Issues surrounding autonomous systems and robots with such
self-determination have been discussed for a number years, particularly with
regard to the autonomous machines of warfare. However, the era of autonomous
road vehicles and surgeons is slowly becoming reality, making the issues more
urgent, the report says. The removal of direct control from a car's driver is
already happening, with anti-lock braking systems and even automatic parking systems
becoming commonplace. But the next step is moving toward completely driverless
road vehicles, which already exist in a number of contexts, including London 's Heathrow
Airport . The Darpa Grand
Challenge, a contest sponsored by the US defence department's research
arm, has driverless cars negotiating traffic and obstacles and obeying traffic
rules over courses nearly 100km long. "Those machines would have passed
the California
driving test, more than I would have," said Professor Will Stewart, a
fellow of the Academy. "Autonomous vehicles will be safer.
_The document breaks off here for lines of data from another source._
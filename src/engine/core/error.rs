use std::path::PathBuf;
use thiserror::Error;

/// Result alias for every fallible engine stage
pub type Result<T> = std::result::Result<T, FitError>;

/// Failures that abort the size-fitting pipeline.
///
/// Only `ProbeFailure` is ever absorbed internally (by a fallback table); every
/// other variant surfaces to the caller with no partial output.
#[derive(Debug, Error)]
pub enum FitError {
    #[error("Invalid segment '{spec}': {reason}")]
    InvalidSegment { spec: String, reason: String },

    #[error("Cut segments remove the entire clip")]
    EmptySegmentSet,

    #[error("No video budget left under the {cap_bytes} byte cap after {audio_bytes} bytes of audio")]
    BudgetExceeded { cap_bytes: u64, audio_bytes: u64 },

    #[error("Clip duration must be positive, got {0:.3}s")]
    InvalidDuration(f64),

    #[error("Clip duration {duration_s:.3}s exceeds the {limit_s:.0}s limit")]
    DurationExceeded { duration_s: f64, limit_s: f64 },

    #[error("Failed to probe {}: {message}", path.display())]
    ProbeFailure { path: PathBuf, message: String },

    #[error("Unsupported channel layout '{layout}' for the multichannel workaround")]
    UnsupportedLayout { layout: String },

    #[error("ffmpeg failed during {stage} ({status})\nCommand: {command}\n{stderr}")]
    EncodeFailure {
        stage: String,
        command: String,
        status: String,
        stderr: String,
    },

    #[error("I/O error: {0}")]
    Io(#[from] std::io::Error),
}

impl FitError {
    pub fn invalid_segment(spec: impl Into<String>, reason: impl Into<String>) -> Self {
        Self::InvalidSegment {
            spec: spec.into(),
            reason: reason.into(),
        }
    }

    pub fn probe(path: impl Into<PathBuf>, message: impl Into<String>) -> Self {
        Self::ProbeFailure {
            path: path.into(),
            message: message.into(),
        }
    }

    /// Build an encode failure keeping only the last lines of stderr
    pub fn encode(
        stage: impl Into<String>,
        command: impl Into<String>,
        status: impl Into<String>,
        stderr: &str,
    ) -> Self {
        Self::EncodeFailure {
            stage: stage.into(),
            command: command.into(),
            status: status.into(),
            stderr: stderr_tail(stderr, 10),
        }
    }

    pub fn is_probe_failure(&self) -> bool {
        matches!(self, Self::ProbeFailure { .. })
    }
}

/// Keep the last `lines` lines of ffmpeg's stderr (most relevant part)
pub fn stderr_tail(stderr: &str, lines: usize) -> String {
    let all: Vec<&str> = stderr.lines().collect();
    if all.len() > lines {
        all[all.len() - lines..].join("\n")
    } else {
        stderr.trim_end().to_string()
    }
}
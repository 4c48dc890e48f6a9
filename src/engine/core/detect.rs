// Parsing for the cropdetect and silencedetect analysis passes

use super::segments::TimeRange;
use serde::{Deserialize, Serialize};
use std::fmt;
use std::str::FromStr;

/// Silence closer than this to a clip edge counts as touching it (seconds)
const EDGE_TOLERANCE_S: f64 = 0.1;

/// Last `crop=` value reported by cropdetect
pub fn parse_cropdetect(stderr: &str) -> Option<String> {
    stderr
        .lines()
        .filter(|line| line.contains("cropdetect") && line.contains("crop="))
        .filter_map(|line| line.split_whitespace().last())
        .filter(|tok| tok.starts_with("crop="))
        .last()
        .map(str::to_string)
}

/// Silent spans reported by silencedetect, relative to the analysed window.
/// A start with no matching end runs to `duration_s`.
pub fn parse_silences(stderr: &str, duration_s: f64) -> Vec<TimeRange> {
    let mut silences = Vec::new();
    let mut open: Option<f64> = None;

    for line in stderr.lines().filter(|l| l.contains("silencedetect")) {
        let toks: Vec<&str> = line.split_whitespace().collect();
        if let Some(start) = value_after(&toks, "silence_start:") {
            open = Some(start);
        }
        if let Some(end) = value_after(&toks, "silence_end:") {
            let start = open.take().unwrap_or(0.0);
            if let Some(range) = TimeRange::new(start.max(0.0), end.min(duration_s)) {
                silences.push(range);
            }
        }
    }

    if let Some(start) = open {
        if let Some(range) = TimeRange::new(start.max(0.0), duration_s) {
            silences.push(range);
        }
    }
    silences
}

fn value_after(toks: &[&str], key: &str) -> Option<f64> {
    let idx = toks.iter().position(|t| *t == key)?;
    toks.get(idx + 1)?.parse().ok()
}

#[derive(Debug, Clone, Copy, PartialEq, Eq, Serialize, Deserialize)]
#[serde(rename_all = "snake_case")]
pub enum SilenceTrimMode {
    Start,
    End,
    StartAndEnd,
    /// Edges plus every interior silence
    All,
}

impl SilenceTrimMode {
    fn trims_start(self) -> bool {
        !matches!(self, SilenceTrimMode::End)
    }

    fn trims_end(self) -> bool {
        !matches!(self, SilenceTrimMode::Start)
    }
}

impl fmt::Display for SilenceTrimMode {
    fn fmt(&self, f: &mut fmt::Formatter<'_>) -> fmt::Result {
        f.write_str(match self {
            SilenceTrimMode::Start => "start",
            SilenceTrimMode::End => "end",
            SilenceTrimMode::StartAndEnd => "start_and_end",
            SilenceTrimMode::All => "all",
        })
    }
}

impl FromStr for SilenceTrimMode {
    type Err = String;

    fn from_str(s: &str) -> Result<Self, Self::Err> {
        match s.to_ascii_lowercase().as_str() {
            "start" => Ok(SilenceTrimMode::Start),
            "end" => Ok(SilenceTrimMode::End),
            "start_and_end" => Ok(SilenceTrimMode::StartAndEnd),
            "all" => Ok(SilenceTrimMode::All),
            other => Err(format!(
                "unknown silence trim mode '{}' (expected start, end, start_and_end or all)",
                other
            )),
        }
    }
}

/// Window adjustment derived from detected silences
#[derive(Debug, Clone, PartialEq, Default)]
pub struct SilenceTrim {
    /// Seconds to move the clip start forward
    pub start_shift_s: f64,
    /// New clip duration
    pub duration_s: f64,
    /// Interior silences to cut, relative to the shifted start
    pub cuts: Vec<TimeRange>,
}

/// Work out how `silences` (relative to a window of `duration_s`) trim the clip
pub fn plan_silence_trim(
    silences: &[TimeRange],
    duration_s: f64,
    mode: SilenceTrimMode,
) -> SilenceTrim {
    let mut trim = SilenceTrim {
        start_shift_s: 0.0,
        duration_s,
        cuts: Vec::new(),
    };
    let mut interior = silences;

    if mode.trims_start() {
        if let Some((first, rest)) = interior.split_first() {
            if first.start < EDGE_TOLERANCE_S {
                trim.start_shift_s = first.end;
                trim.duration_s -= first.end;
                interior = rest;
            }
        }
    }

    if mode.trims_end() {
        if let Some((last, rest)) = interior.split_last() {
            if duration_s - last.end < EDGE_TOLERANCE_S {
                trim.duration_s -= duration_s - last.start;
                interior = rest;
            }
        }
    }

    if mode == SilenceTrimMode::All {
        trim.cuts = interior
            .iter()
            .filter_map(|s| TimeRange::new(s.start - trim.start_shift_s, s.end - trim.start_shift_s))
            .collect();
    }
    trim
}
One of the
compelling arguments for them is that the machine cannot have an argument with
its wife; it can run 24 hours a day without getting tired. But it is making
decisions on its own."
Professor Stewart and report co-author Chris Elliott remain
convinced that autonomous systems will prove, on average, to be better surgeons
and better lorry drivers than humans are. But when they are not, it could lead
to a legal morass, they said. "If a robot surgeon is actually better than
a human one, most times you're going to be better off with a robot
surgeon," Dr Elliott said. "But occasionally it might do something
that a human being would never be so stupid as to do." Professor Stewart
concluded: "It is fundamentally a big issue that we think the public ought
to think through before we start trying to imprison a truck."